Tim Peters tim.one@comcast.net
Mon, 23 Sep 2002 02:07:34 -0400


[Guido]
> ...
> One of the brief questions used charset=GB2312 (whatever that is);

One of many Chinese character sets.

> ...
> Suggestion: rather than showing the content of the fn's and fp's (the
> filenames are enough for me), would it be possible to show the
> filenames corresponding to the outliers in the ham/spam distributions?

[TestDriver]
show_charlimit: 0

in conjuction with show_false_positives and/or show_false_negatives and/or
the following.

> E.g. there's 1 message in my spam collection that scores 37.50
> acfording to the overall histogram.  How to find that one?

As above, or

[TestDriver]
show_spam_lo: .375
show_spam_hi: .4   (or whatever your next bucket boundary is)


>> BTW, it's my belief that this all works *best* if the ratio of ham
>> to spam trained on matches your real-life inbox ratio.

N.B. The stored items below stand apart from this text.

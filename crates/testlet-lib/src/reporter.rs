//! Outcome sinks.
//!
//! The harness never decides what to do with an outcome; it hands each one
//! to a [`Reporter`] together with the current note. Two reporters ship
//! with the crate:
//!
//! - [`Tally`]: keeps every outcome and debug message in memory
//! - [`LogReporter`]: forwards to the `log` facade

use log::{debug, info, warn};

use crate::outcome::Outcome;

/// Sink for check outcomes and diagnostics.
pub trait Reporter {
    /// Record the outcome of one check, labelled with the current note.
    fn record(&mut self, outcome: Outcome, note: Option<&str>);

    /// Emit a diagnostic message.
    fn debug(&mut self, msg: &str);
}

impl<R: Reporter + ?Sized> Reporter for &mut R {
    fn record(&mut self, outcome: Outcome, note: Option<&str>) {
        (**self).record(outcome, note)
    }

    fn debug(&mut self, msg: &str) {
        (**self).debug(msg)
    }
}

impl<R: Reporter + ?Sized> Reporter for Box<R> {
    fn record(&mut self, outcome: Outcome, note: Option<&str>) {
        (**self).record(outcome, note)
    }

    fn debug(&mut self, msg: &str) {
        (**self).debug(msg)
    }
}

/// A recorded outcome and the note it was recorded under.
#[derive(Debug, Clone, PartialEq, Eq)]
pub struct Record {
    pub outcome: Outcome,
    pub note: Option<String>,
}

/// Anything the harness reported, in order.
#[derive(Debug, Clone, PartialEq, Eq)]
pub enum Event {
    Outcome(Record),
    Debug(String),
}

/// In-memory reporter that keeps everything it is given.
#[derive(Debug, Default, Clone)]
pub struct Tally {
    events: Vec<Event>,
}

impl Tally {
    pub fn new() -> Self {
        Self::default()
    }

    /// All events in the order they were reported.
    pub fn events(&self) -> &[Event] {
        &self.events
    }

    /// Recorded outcomes, in order.
    pub fn records(&self) -> impl Iterator<Item = &Record> {
        self.events.iter().filter_map(|e| match e {
            Event::Outcome(r) => Some(r),
            Event::Debug(_) => None,
        })
    }

    /// Debug messages, in order.
    pub fn debug_messages(&self) -> impl Iterator<Item = &str> {
        self.events.iter().filter_map(|e| match e {
            Event::Debug(msg) => Some(msg.as_str()),
            Event::Outcome(_) => None,
        })
    }

    pub fn outcomes(&self) -> Vec<Outcome> {
        self.records().map(|r| r.outcome).collect()
    }

    /// Number of times `outcome` was recorded.
    pub fn count(&self, outcome: Outcome) -> usize {
        self.records().filter(|r| r.outcome == outcome).count()
    }

    /// Number of `Fail` and `TodoPass` outcomes.
    pub fn failures(&self) -> usize {
        self.records().filter(|r| r.outcome.is_failure()).count()
    }

    pub fn total(&self) -> usize {
        self.records().count()
    }

    pub fn clear(&mut self) {
        self.events.clear();
    }
}

impl Reporter for Tally {
    fn record(&mut self, outcome: Outcome, note: Option<&str>) {
        self.events.push(Event::Outcome(Record {
            outcome,
            note: note.map(str::to_string),
        }));
    }

    fn debug(&mut self, msg: &str) {
        self.events.push(Event::Debug(msg.to_string()));
    }
}

/// Reporter that writes through the `log` facade.
///
/// Passes and expected todo failures are logged at `info`, failures and
/// unexpected todo passes at `warn`, diagnostics at `debug`.
#[derive(Debug, Default, Clone, Copy)]
pub struct LogReporter;

impl Reporter for LogReporter {
    fn record(&mut self, outcome: Outcome, note: Option<&str>) {
        let note = note.unwrap_or("");
        if outcome.is_failure() {
            warn!("{}: {}", outcome, note);
        } else {
            info!("{}: {}", outcome, note);
        }
    }

    fn debug(&mut self, msg: &str) {
        debug!("{}", msg);
    }
}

> That's impossible to know in my case.

By "your inbox" I mean the one you see.

> Almost all of my mail goes through the SpamAssassin setup at
> python.org, which throws all spam away.  As a result I see maybe
> 1 spam for every 50 hams -- but that's not the spam/ham ratio
> seen by the MTA for guido@python.org.

Training for your MTA is different than training for the inbox you see.  If
your interest is to help python.org do a better job, then you need to get
the spam that python.org currently rejects; if your interest is in the spam
you see despite python.org, then you should train on the email you actually
get.

>>> I did notice that many fp's were very spammish automated postings
>>> that I have specifically signed up for, like our building's
>>> announcements, product newsletters, and so on.  I haven't looked at
>>> the fn's.

>> I expect these are your moral equivalents to the conference
>> announcements in my c.l.py ham, except worse.  However, I expect you
>> have more cause for optimism about those: you (like me) are running
>> a crippled version of the algorithm because of your mixed-source
>> corpora.  The headers we're ignoring are bound to have strong clues
>> about the *senders* of the spammish stuff you've signed up for.

> Only if I saved enough of these, right?

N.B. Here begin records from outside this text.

//! The assertion harness handed to every testlet.
//!
//! A [`TestHarness`] classifies checks into [`Outcome`]s and hands them to
//! its [`Reporter`]. Apart from the reporter, its only state is the current
//! note, which labels every outcome until it is replaced.
//!
//! A harness is driven from a single thread (`&mut self` everywhere). The
//! only piece meant to cross threads is the [`Interrupt`] handle used to
//! cancel [`TestHarness::await_visible_state`].
//!
//! # Example
//!
//! ```
//! use testlet_lib::{Outcome, Tally, TestHarness};
//!
//! let mut harness = TestHarness::new(Tally::new());
//! harness.check_eq_noted(0.0f64, -0.0, "signed zero");
//! harness.check_eq(f64::NAN, f64::NAN);
//! harness.todo(false);
//!
//! let tally = harness.into_reporter();
//! assert_eq!(
//!     tally.outcomes(),
//!     vec![Outcome::Fail, Outcome::Pass, Outcome::TodoFail]
//! );
//! assert_eq!(
//!     tally.debug_messages().collect::<Vec<_>>(),
//!     vec!["got (0.0), expected (-0.0)"]
//! );
//! ```

use std::fmt;
use std::time::Duration;

use log::debug;

use crate::config::HarnessConfig;
use crate::outcome::Outcome;
use crate::reporter::Reporter;
use crate::screen::Interrupt;
use crate::value::Checkable;

/// Note recorded when [`TestHarness::await_visible_state`] is interrupted.
pub const INTERRUPTED: &str = "INTERRUPTED";

/// Assertion harness reporting to `R`.
pub struct TestHarness<R: Reporter> {
    reporter: R,

    /// Label attached to every outcome until replaced.
    note: Option<String>,

    /// Sleep between polls in `await_visible_state`.
    poll_interval: Duration,

    interrupt: Interrupt,
}

impl<R: Reporter> TestHarness<R> {
    /// Create a harness with the default configuration.
    pub fn new(reporter: R) -> Self {
        Self::with_config(reporter, &HarnessConfig::default())
    }

    pub fn with_config(reporter: R, config: &HarnessConfig) -> Self {
        Self {
            reporter,
            note: None,
            poll_interval: config.poll_interval(),
            interrupt: Interrupt::new(),
        }
    }

    pub fn reporter(&self) -> &R {
        &self.reporter
    }

    pub fn reporter_mut(&mut self) -> &mut R {
        &mut self.reporter
    }

    pub fn into_reporter(self) -> R {
        self.reporter
    }

    /// Handle that cancels a running `await_visible_state` from another thread.
    pub fn interrupt_handle(&self) -> Interrupt {
        self.interrupt.clone()
    }

    pub(crate) fn interrupt(&self) -> &Interrupt {
        &self.interrupt
    }

    pub fn poll_interval(&self) -> Duration {
        self.poll_interval
    }

    // =========================================================================
    // Notes
    // =========================================================================

    /// Replace the current note.
    pub fn set_note(&mut self, note: impl Into<String>) {
        self.note = Some(note.into());
    }

    /// Mark a checkpoint; same as [`set_note`](Self::set_note).
    pub fn checkpoint(&mut self, note: impl Into<String>) {
        self.set_note(note);
    }

    pub fn note(&self) -> Option<&str> {
        self.note.as_deref()
    }

    pub fn debug(&mut self, msg: &str) {
        self.reporter.debug(msg);
    }

    // =========================================================================
    // Checks
    // =========================================================================

    /// Record `Pass` if `ok`, else `Fail`.
    pub fn check(&mut self, ok: bool) -> Outcome {
        let outcome = Outcome::from_check(ok);
        self.reporter.record(outcome, self.note.as_deref());
        outcome
    }

    pub fn check_noted(&mut self, ok: bool, note: impl Into<String>) -> Outcome {
        self.set_note(note);
        self.check(ok)
    }

    /// Compare `result` against `expected` and record the outcome.
    ///
    /// On mismatch emits `got (<result>), expected (<expected>)`.
    pub fn check_eq<T: Checkable>(&mut self, result: T, expected: T) -> Outcome {
        let ok = result.matches(&expected);
        let outcome = self.check(ok);
        if !ok {
            let msg = format!(
                "got ({}), expected ({})",
                result.render(),
                expected.render()
            );
            self.debug(&msg);
        }
        outcome
    }

    pub fn check_eq_noted<T: Checkable>(
        &mut self,
        result: T,
        expected: T,
        note: impl Into<String>,
    ) -> Outcome {
        self.set_note(note);
        self.check_eq(result, expected)
    }

    // =========================================================================
    // Todo checks
    // =========================================================================

    /// Record a check that is known to fail: `TodoFail` if `!ok`,
    /// `TodoPass` if it unexpectedly passed.
    ///
    /// An unexpected pass is reported as `got (true)`.
    pub fn todo(&mut self, ok: bool) -> Outcome {
        self.todo_eq(ok, true)
    }

    fn record_todo(&mut self, ok: bool) -> Outcome {
        let outcome = Outcome::from_todo(ok);
        self.reporter.record(outcome, self.note.as_deref());
        outcome
    }

    pub fn todo_noted(&mut self, ok: bool, note: impl Into<String>) -> Outcome {
        self.set_note(note);
        self.todo(ok)
    }

    /// Todo variant of [`check_eq`](Self::check_eq).
    ///
    /// Only an unexpected match is reported, as `got (<result>)`.
    pub fn todo_eq<T: Checkable>(&mut self, result: T, expected: T) -> Outcome {
        let ok = result.matches(&expected);
        let outcome = self.record_todo(ok);
        if ok {
            let msg = format!("got ({})", result.render());
            self.debug(&msg);
        }
        outcome
    }

    pub fn todo_eq_noted<T: Checkable>(
        &mut self,
        result: T,
        expected: T,
        note: impl Into<String>,
    ) -> Outcome {
        self.set_note(note);
        self.todo_eq(result, expected)
    }

    // =========================================================================
    // Shorthands
    // =========================================================================

    pub fn pass(&mut self) -> Outcome {
        self.check(true)
    }

    pub fn pass_noted(&mut self, note: impl Into<String>) -> Outcome {
        self.check_noted(true, note)
    }

    pub fn fail(&mut self) -> Outcome {
        self.check(false)
    }

    /// Record a failure, using the textual form of `note` as the note.
    pub fn fail_noted(&mut self, note: impl fmt::Display) -> Outcome {
        debug!("TestHarness::fail_noted: {}", note);
        self.check_noted(false, note.to_string())
    }
}

impl<R: Reporter + Default> Default for TestHarness<R> {
    fn default() -> Self {
        Self::new(R::default())
    }
}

Right.  I don't remember which scheme you're using.  Under the all-default
Graham scheme, a single instance of a word in a ham or spam training set
gives that word maximum probability strength.  In the all-default Robinson
scheme, it does not, and the "a" parameter still needs tuning.

> Any clue as to what option to try?

Have you read the "defaults" string in Options.py?  That's an embedded .ini
file explaining every option in its comments, and supplying their default
values.  mine_received_headers has been powerful for those who can use it; I
doubt that you can (I cannot; it picks up way too many clues about BruceG).
We've gotten mixed reports on count_all_header_lines (it helps or it
doesn't; I don't recall anyone saying it hurt); I can't use that either, but
that's mostly because my ham is full of Mailman list headers that appear
almost nowhere in my spam; you may have better luck with that.  Jeremy added
some options:

    basic_header_tokenize
    basic_header_skip

that are also disabled by default.  I haven't tried them.  I've been burned
so often by trying new headers that I'm not going to spend more time on that
until I have a single-source corpus.